*BRIEF*
Among the records below, find each line that includes the string "SyntaxError" and copy it.

*RECORD EXCERPTS*
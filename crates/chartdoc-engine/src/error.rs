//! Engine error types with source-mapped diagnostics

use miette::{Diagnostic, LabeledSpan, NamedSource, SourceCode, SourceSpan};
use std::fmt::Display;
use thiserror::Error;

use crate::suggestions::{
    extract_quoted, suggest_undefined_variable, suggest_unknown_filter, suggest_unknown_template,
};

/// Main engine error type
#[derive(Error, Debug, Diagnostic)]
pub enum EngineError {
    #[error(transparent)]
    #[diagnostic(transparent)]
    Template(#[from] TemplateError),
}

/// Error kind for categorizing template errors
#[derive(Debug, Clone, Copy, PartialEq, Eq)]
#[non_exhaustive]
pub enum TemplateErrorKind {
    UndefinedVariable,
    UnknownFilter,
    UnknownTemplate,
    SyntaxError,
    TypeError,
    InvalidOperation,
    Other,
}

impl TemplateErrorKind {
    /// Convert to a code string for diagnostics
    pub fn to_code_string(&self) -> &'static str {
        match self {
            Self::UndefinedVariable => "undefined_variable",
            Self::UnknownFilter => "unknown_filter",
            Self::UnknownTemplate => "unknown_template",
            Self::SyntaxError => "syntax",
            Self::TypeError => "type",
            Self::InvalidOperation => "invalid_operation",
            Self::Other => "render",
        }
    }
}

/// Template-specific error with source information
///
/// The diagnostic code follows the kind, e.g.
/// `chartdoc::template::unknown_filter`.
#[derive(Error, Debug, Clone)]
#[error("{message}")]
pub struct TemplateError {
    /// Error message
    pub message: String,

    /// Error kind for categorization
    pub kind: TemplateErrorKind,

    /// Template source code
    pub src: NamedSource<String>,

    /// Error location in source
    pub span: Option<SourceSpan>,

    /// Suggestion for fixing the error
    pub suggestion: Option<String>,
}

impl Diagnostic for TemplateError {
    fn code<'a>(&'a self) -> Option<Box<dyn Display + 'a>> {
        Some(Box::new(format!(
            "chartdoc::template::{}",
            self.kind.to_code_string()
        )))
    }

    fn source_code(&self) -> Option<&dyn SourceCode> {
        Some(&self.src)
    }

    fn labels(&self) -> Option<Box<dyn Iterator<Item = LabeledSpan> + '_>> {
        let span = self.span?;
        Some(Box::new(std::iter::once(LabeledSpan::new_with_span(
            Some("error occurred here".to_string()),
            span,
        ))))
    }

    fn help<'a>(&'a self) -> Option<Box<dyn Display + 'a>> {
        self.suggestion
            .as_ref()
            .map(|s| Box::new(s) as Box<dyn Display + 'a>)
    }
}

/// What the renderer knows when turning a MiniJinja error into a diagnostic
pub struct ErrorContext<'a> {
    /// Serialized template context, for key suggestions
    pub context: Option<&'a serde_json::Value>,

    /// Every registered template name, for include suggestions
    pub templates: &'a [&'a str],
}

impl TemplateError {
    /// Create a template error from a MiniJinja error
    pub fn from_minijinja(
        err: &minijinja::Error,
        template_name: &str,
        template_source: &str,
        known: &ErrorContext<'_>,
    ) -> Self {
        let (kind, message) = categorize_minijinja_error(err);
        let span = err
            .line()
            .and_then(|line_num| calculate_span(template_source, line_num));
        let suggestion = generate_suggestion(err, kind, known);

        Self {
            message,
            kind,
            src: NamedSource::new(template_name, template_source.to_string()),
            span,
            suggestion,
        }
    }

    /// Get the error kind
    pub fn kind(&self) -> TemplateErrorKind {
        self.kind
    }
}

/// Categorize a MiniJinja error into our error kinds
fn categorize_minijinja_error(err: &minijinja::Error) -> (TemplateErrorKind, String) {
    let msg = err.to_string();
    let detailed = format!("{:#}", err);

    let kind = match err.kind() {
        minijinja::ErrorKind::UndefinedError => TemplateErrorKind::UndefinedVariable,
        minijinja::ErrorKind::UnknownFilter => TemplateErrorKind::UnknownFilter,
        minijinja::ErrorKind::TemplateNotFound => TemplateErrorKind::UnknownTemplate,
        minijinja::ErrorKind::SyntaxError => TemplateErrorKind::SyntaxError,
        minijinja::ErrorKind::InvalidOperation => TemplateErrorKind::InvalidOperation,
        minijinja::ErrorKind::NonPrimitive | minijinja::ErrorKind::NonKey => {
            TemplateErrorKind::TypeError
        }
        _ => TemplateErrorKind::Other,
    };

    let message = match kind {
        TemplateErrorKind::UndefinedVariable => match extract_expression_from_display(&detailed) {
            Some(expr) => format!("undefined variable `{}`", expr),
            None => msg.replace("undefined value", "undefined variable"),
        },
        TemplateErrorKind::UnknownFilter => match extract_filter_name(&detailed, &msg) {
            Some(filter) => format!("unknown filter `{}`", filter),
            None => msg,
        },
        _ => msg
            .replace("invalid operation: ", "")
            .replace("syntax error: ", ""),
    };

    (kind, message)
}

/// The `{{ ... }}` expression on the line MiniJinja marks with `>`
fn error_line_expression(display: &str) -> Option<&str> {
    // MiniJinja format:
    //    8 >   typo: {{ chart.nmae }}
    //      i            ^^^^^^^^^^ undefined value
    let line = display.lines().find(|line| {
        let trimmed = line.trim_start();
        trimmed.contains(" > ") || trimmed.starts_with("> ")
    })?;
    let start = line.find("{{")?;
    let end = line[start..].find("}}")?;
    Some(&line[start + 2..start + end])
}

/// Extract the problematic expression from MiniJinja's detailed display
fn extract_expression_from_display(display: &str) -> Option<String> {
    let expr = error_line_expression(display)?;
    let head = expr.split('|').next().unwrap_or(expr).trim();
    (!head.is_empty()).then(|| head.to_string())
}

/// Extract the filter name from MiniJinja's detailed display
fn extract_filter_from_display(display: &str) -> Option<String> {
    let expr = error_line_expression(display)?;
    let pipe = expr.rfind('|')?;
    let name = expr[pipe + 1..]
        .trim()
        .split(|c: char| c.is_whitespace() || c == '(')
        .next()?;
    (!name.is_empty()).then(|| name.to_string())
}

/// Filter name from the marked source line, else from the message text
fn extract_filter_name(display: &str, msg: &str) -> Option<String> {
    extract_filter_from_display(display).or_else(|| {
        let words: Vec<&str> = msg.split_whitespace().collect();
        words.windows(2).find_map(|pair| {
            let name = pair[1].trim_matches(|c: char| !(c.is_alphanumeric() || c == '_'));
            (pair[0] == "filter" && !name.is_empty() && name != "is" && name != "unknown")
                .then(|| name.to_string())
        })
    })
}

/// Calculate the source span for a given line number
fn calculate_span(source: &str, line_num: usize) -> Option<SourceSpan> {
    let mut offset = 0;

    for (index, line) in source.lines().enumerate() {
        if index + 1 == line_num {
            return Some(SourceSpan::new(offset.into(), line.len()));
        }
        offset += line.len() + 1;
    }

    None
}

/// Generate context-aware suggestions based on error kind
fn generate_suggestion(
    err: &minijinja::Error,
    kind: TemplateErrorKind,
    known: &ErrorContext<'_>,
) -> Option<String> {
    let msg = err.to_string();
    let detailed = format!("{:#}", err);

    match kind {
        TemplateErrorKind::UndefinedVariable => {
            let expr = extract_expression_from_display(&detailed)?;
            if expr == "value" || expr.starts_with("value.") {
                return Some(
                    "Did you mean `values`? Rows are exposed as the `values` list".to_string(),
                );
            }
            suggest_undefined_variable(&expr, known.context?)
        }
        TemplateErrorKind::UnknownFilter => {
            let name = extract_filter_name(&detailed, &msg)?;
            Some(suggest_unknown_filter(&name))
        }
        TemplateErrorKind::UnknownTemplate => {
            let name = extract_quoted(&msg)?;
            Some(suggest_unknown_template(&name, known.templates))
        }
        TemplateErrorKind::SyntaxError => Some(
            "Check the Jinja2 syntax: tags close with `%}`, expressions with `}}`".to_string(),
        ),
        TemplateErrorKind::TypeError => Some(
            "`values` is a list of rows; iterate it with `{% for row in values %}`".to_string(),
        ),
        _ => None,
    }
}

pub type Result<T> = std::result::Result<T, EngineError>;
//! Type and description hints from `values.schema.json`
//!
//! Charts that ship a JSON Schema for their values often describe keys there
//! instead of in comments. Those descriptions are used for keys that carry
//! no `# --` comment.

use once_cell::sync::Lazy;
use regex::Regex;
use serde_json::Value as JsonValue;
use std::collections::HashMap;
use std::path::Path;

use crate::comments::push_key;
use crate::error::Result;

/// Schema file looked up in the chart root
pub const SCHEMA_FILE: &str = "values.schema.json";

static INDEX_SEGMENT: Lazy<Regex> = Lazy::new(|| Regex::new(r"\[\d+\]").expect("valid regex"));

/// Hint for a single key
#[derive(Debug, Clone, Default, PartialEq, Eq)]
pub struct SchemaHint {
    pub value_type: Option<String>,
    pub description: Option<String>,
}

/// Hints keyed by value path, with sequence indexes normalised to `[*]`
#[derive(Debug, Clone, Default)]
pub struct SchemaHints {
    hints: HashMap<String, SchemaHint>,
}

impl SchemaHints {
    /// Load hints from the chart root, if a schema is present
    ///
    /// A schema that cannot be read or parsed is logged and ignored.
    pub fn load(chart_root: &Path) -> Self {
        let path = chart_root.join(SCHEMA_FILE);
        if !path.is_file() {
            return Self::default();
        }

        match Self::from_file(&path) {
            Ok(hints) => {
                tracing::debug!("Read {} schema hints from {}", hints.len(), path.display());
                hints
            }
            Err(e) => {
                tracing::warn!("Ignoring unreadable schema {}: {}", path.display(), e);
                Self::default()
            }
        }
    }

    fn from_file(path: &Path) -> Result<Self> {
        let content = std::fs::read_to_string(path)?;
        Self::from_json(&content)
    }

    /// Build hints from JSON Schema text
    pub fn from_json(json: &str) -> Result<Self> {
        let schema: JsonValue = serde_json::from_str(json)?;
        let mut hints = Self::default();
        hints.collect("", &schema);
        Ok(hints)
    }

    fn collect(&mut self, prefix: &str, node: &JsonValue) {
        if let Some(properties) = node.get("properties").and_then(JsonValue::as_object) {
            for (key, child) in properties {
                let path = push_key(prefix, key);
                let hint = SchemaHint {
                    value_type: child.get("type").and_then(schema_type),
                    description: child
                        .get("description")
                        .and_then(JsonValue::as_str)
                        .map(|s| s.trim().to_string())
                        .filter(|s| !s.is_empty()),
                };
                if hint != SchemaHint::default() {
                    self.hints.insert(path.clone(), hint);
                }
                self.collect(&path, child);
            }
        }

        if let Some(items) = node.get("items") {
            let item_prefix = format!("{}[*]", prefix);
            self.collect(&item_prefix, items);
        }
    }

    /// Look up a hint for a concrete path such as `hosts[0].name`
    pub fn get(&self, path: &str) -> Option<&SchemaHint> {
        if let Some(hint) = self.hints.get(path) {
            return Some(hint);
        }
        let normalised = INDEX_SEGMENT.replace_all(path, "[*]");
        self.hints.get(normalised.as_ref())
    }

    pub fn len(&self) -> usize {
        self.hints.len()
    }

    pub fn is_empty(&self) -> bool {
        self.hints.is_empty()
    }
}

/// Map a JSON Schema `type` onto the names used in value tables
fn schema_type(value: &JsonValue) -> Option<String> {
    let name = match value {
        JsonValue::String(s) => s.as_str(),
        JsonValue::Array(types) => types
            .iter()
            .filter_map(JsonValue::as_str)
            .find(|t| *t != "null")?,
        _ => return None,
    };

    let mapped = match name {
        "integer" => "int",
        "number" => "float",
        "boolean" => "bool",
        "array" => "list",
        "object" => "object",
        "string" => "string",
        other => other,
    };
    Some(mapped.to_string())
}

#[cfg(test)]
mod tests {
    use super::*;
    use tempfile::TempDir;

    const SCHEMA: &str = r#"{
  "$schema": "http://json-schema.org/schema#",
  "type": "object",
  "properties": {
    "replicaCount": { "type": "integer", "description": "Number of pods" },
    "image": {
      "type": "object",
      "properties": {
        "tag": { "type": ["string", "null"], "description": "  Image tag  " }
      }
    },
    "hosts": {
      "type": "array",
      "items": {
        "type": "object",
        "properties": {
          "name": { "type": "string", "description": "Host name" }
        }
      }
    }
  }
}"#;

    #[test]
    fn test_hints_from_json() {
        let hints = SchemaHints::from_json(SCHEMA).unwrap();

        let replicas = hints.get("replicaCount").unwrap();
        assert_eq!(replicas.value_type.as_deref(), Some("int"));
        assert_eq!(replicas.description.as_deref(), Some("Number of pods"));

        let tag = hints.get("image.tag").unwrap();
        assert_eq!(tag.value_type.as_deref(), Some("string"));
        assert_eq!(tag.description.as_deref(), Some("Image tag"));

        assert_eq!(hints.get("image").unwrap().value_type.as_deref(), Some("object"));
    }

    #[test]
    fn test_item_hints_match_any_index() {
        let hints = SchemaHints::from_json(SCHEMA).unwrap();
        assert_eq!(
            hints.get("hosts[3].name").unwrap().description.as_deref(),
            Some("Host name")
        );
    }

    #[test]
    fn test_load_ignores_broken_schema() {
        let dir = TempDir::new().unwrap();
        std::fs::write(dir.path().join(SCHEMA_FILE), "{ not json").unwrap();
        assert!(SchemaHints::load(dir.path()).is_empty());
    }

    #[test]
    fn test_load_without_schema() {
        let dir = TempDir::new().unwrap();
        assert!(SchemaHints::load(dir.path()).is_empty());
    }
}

*SOLUTION TO THE PROBLEM*
    SyntaxError,
            Self::SyntaxError => "syntax",
        minijinja::ErrorKind::SyntaxError => TemplateErrorKind::SyntaxError,
        TemplateErrorKind::SyntaxError => Some(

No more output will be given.